PokerStars has been in a holding pattern in New Jersey for many years, and it’s the smallest of those three US markets. Not only does it have less population than the other two, but PokerStars is the second place site there, as WSOP‘s poker room holds the upper hand thanks to sharing traffic with Nevada and Delaware.
As such, it had the fewest tournaments on the schedule and the smallest guarantees, totaling just $1 million. This is the standard number for NJCOOP, though PokerStars sometimes goes a little higher for the spring series, NJSCOOP.
All told, the series got about 10,600 entries and paid out $1,105,230.80 in prizes.

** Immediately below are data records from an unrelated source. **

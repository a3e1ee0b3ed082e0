//! Methods that may be called on values within an expression.
//!
//! | receiver | methods                                                    |
//! |----------|------------------------------------------------------------|
//! | any      | `toString`                                                 |
//! | number   | `toFixed`                                                  |
//! | string   | `toUpperCase`, `toLowerCase`, `trim`, `includes`,          |
//! |          | `startsWith`, `endsWith`, `indexOf`, `slice`, `split`,     |
//! |          | `replace`                                                  |
//! | array    | `includes`, `indexOf`, `join`, `slice`                     |
//!
//! Positions within strings are counted in UTF-16 code units, the same unit
//! used by `length`.
use super::compare::{as_float, is_equal};
use crate::{
    format::{stringify, stringify_number, stringify_operand, type_name},
    log::{EvaluateError, EvaluateErrorKind},
    region::Region,
};
use serde_json::Value;

/// Call the named method on the receiver.
///
/// # Errors
///
/// Returns an [`EvaluateError`] covering `region` when the method does not
/// exist for the type of the receiver, or the arguments are not usable.
pub fn call(
    receiver: &Value,
    name: &str,
    arguments: &[Value],
    region: Region,
) -> Result<Value, EvaluateError> {
    let arguments = Arguments {
        name,
        values: arguments,
        region,
    };

    match (receiver, name) {
        (Value::Null, _) => Err(EvaluateError::new(EvaluateErrorKind::IncompatibleTypes, region)
            .with_help(format!("cannot call `{name}` on null"))),
        (_, "toString") => Ok(Value::String(stringify(receiver).into_owned())),
        (Value::Number(number), "toFixed") => {
            let digits = arguments.index_or(0, 0)?;
            if !(0..=100).contains(&digits) {
                return Err(arguments.invalid("the number of digits must be between 0 and 100"));
            }

            let float = as_float(number);
            if float.abs() >= 1e21 {
                return Ok(Value::String(stringify_number(number)));
            }

            Ok(Value::String(to_fixed(float, digits as usize)))
        }
        (Value::String(string), _) => call_string(string, &arguments),
        (Value::Array(array), _) => call_array(array, &arguments),
        _ => Err(arguments.unknown(type_name(receiver))),
    }
}

fn call_string(string: &str, arguments: &Arguments) -> Result<Value, EvaluateError> {
    let value = match arguments.name {
        "toUpperCase" => Value::String(string.to_uppercase()),
        "toLowerCase" => Value::String(string.to_lowercase()),
        "trim" => Value::String(string.trim().to_owned()),
        "includes" => Value::Bool(string.contains(arguments.string(0)?.as_str())),
        "startsWith" => Value::Bool(string.starts_with(arguments.string(0)?.as_str())),
        "endsWith" => Value::Bool(string.ends_with(arguments.string(0)?.as_str())),
        "indexOf" => {
            let search = arguments.string(0)?;
            match string.find(search.as_str()) {
                Some(index) => Value::from(utf16_length(&string[..index])),
                None => Value::from(-1),
            }
        }
        "slice" => {
            let units: Vec<u16> = string.encode_utf16().collect();
            let (begin, end) = arguments.range(units.len())?;

            Value::String(String::from_utf16_lossy(&units[begin..end]))
        }
        "split" => {
            let separator = arguments.string(0)?;
            let parts: Vec<Value> = if separator.is_empty() {
                string.chars().map(|c| Value::String(c.to_string())).collect()
            } else {
                string
                    .split(separator.as_str())
                    .map(|part| Value::String(part.to_owned()))
                    .collect()
            };

            Value::Array(parts)
        }
        "replace" => {
            let from = arguments.string(0)?;
            let to = arguments.string(1)?;

            Value::String(string.replacen(from.as_str(), &to, 1))
        }
        _ => return Err(arguments.unknown("string")),
    };

    Ok(value)
}

fn call_array(array: &[Value], arguments: &Arguments) -> Result<Value, EvaluateError> {
    let value = match arguments.name {
        "includes" => {
            let search = arguments.value(0)?;
            Value::Bool(array.iter().any(|item| is_equal(item, search)))
        }
        "indexOf" => {
            let search = arguments.value(0)?;
            match array.iter().position(|item| is_equal(item, search)) {
                Some(index) => Value::from(index),
                None => Value::from(-1),
            }
        }
        "join" => {
            let separator = match arguments.values.first() {
                Some(separator) => stringify(separator).into_owned(),
                None => String::from(","),
            };
            let joined = array
                .iter()
                .map(stringify)
                .collect::<Vec<_>>()
                .join(&separator);

            Value::String(joined)
        }
        "slice" => {
            let (begin, end) = arguments.range(array.len())?;
            Value::Array(array[begin..end].to_vec())
        }
        _ => return Err(arguments.unknown("array")),
    };

    Ok(value)
}

/// Write the number with exactly `digits` digits after the decimal point.
///
/// Rounding works on the exact decimal expansion of the number, and a tie
/// is rounded away from zero, so `2.5` becomes `3` and `34.125` becomes
/// `34.13` with two digits.
fn to_fixed(number: f64, digits: usize) -> String {
    // Every finite f64 has at most 1074 digits after the decimal point.
    let exact = format!("{:.1074}", number.abs());
    let (whole, fraction) = exact.split_once('.').unwrap_or((exact.as_str(), ""));

    let mut kept: Vec<u8> = whole
        .bytes()
        .chain(fraction.bytes().chain(std::iter::repeat(b'0')).take(digits))
        .collect();
    if fraction.as_bytes().get(digits).is_some_and(|digit| *digit >= b'5') {
        let mut carry = true;
        for digit in kept.iter_mut().rev() {
            if *digit == b'9' {
                *digit = b'0';
            } else {
                *digit += 1;
                carry = false;
                break;
            }
        }
        if carry {
            kept.insert(0, b'1');
        }
    }

    let point = kept.len() - digits;
    let mut text = String::with_capacity(kept.len() + 2);
    if number < 0.0 {
        text.push('-');
    }
    text.extend(kept[..point].iter().map(|digit| char::from(*digit)));
    if digits > 0 {
        text.push('.');
        text.extend(kept[point..].iter().map(|digit| char::from(*digit)));
    }

    text
}

/// Return the length of the string in UTF-16 code units.
pub fn utf16_length(string: &str) -> usize {
    string.encode_utf16().count()
}

/// The arguments given to a method call.
struct Arguments<'a> {
    name: &'a str,
    values: &'a [Value],
    region: Region,
}

impl<'a> Arguments<'a> {
    /// Return the argument at the given position.
    fn value(&self, position: usize) -> Result<&'a Value, EvaluateError> {
        self.values.get(position).ok_or_else(|| {
            self.invalid(format!(
                "`{}` expects at least {} argument(s)",
                self.name,
                position + 1
            ))
        })
    }

    /// Return the text form of the argument at the given position.
    fn string(&self, position: usize) -> Result<String, EvaluateError> {
        self.value(position)
            .map(|value| stringify_operand(value).into_owned())
    }

    /// Return the argument at the given position as a whole number, or
    /// `default` when it is absent.
    fn index_or(&self, position: usize, default: i64) -> Result<i64, EvaluateError> {
        match self.values.get(position) {
            None | Some(Value::Null) => Ok(default),
            Some(Value::Number(number)) => Ok(as_float(number).trunc() as i64),
            Some(other) => Err(self.invalid(format!(
                "`{}` expects a number, found {}",
                self.name,
                type_name(other)
            ))),
        }
    }

    /// Return the bounds selected by the optional `begin` and `end`
    /// arguments, clamped to `length`.
    ///
    /// Negative positions count back from the end.
    fn range(&self, length: usize) -> Result<(usize, usize), EvaluateError> {
        let length = length as i64;
        let resolve = |position: i64| {
            let position = if position < 0 { length + position } else { position };
            position.clamp(0, length) as usize
        };

        let begin = resolve(self.index_or(0, 0)?);
        let end = resolve(self.index_or(1, length)?);

        Ok((begin, end.max(begin)))
    }

    fn invalid<T>(&self, help: T) -> EvaluateError
    where
        T: Into<String>,
    {
        EvaluateError::new(EvaluateErrorKind::InvalidArguments, self.region).with_help(help)
    }

    fn unknown(&self, receiver: &str) -> EvaluateError {
        EvaluateError::new(EvaluateErrorKind::UnknownMethod, self.region)
            .with_help(format!("{receiver} has no method named `{}`", self.name))
    }
}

That’s the smallest margin by which a state beat its guarantees, but it’s very much in line with last year when the series paid out $1.12 million.
Despite awarding a trophy this year, the Main Event came up 24 entries shy of the number needed to hit its $100,000 guarantee. The top prize, won by “sri100k” was $18,600.
Read the full series breakdown at PlayNJ.
If there were to be any surprises, they would have come in Michigan. This wasn’t the first run of MICOOP, but the inaugural edition took place at an unusual time, starting in late February, less than a month after the site launched.
That first MICOOP only guaranteed $1 million, due to early caution by PokerStars and the fact that MISCOOP would follow not long after. This time around, it guaranteed $1.5 million, and cleared that bar handily. All told, it got 18,636 entries on 68 events, and generated $1,787,502.10 in prize pools.
As good as that number is, it’s clear that enthusiasm has waned a little since February. The inaugural series, despite its lower guarantees, exceeded $2.2 million in prizes. Of course, PokerStars also has competition from BetMGM Poker now, which it didn’t in Michigan at that time.
The MICOOP Main Event guaranteed $150,000 and performed along the same lines as the series as a whole, drawing 632 entries and producing a $176,960 prize pool. Player “WadeDavenport” took down the event, winning $31,000 and the trophy.
Read the full series breakdown at PlayMichigan.
PokerStars expected Pennsylvania to pull in the biggest crowds of the three states, and it was correct. It guaranteed $2 million for the series, up from $1.5 million last year. Despite facing competition from both WSOP and BetMGM, it beat that target by a similar margin to Michigan.
The schedule for PACOOP was nearly identical to MICOOP, but with one extra event included. Those 69 events drew over 25,500 entries and produced prize pools in the amount of $2,378,151.65. The one misstep was an Escalating Antes event early in the series, which missed its $35,000 guarantee by nearly $7000 and accounted for about half the total overlays for the series as a whole.
As in Michigan, the Main Event proved to be a bellwether for the series, beating its $200,000 guarantee by 19.1%. The winner there was “Hondoribbia,” who received $36,400 and the trophy for their efforts.